### THE RECORDS:
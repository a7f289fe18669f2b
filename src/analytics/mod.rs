pub mod alpha;
pub mod indicators;
pub mod microstructure;
pub mod orderflow;
pub mod regime;
pub mod vwap;

pub use alpha::{AlphaEngine, AlphaKind, AlphaSignal, CandleVerdict};
pub use microstructure::{ImpactMetrics, MicrostructureAnalyzer, TradeSide, VpinMetrics};
pub use orderflow::{FlowDirection, OrderFlowEngine, OrderFlowSignal};
pub use regime::{MarketRegime, RegimeDetector, RegimeMetrics, SignalWeights};
pub use vwap::{VwapCalculator, VwapMetrics, VwapZone};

### DIRECTIONS:
Transcribe all entries exactly as they appear above.

### RESPONSE TO THIS EXERCISE:
repository a7f289fe18669f2b
filename src/analytics/mod.rs
pub mod alpha;
pub mod indicators;
pub mod microstructure;
pub mod orderflow;
pub mod regime;
pub mod vwap;

pub use alpha::{AlphaEngine, AlphaKind, AlphaSignal, CandleVerdict};
pub use microstructure::{ImpactMetrics, MicrostructureAnalyzer, TradeSide, VpinMetrics};
pub use orderflow::{FlowDirection, OrderFlowEngine, OrderFlowSignal};
pub use regime::{MarketRegime, RegimeDetector, RegimeMetrics, SignalWeights};
pub use vwap::{VwapCalculator, VwapMetrics, VwapZone};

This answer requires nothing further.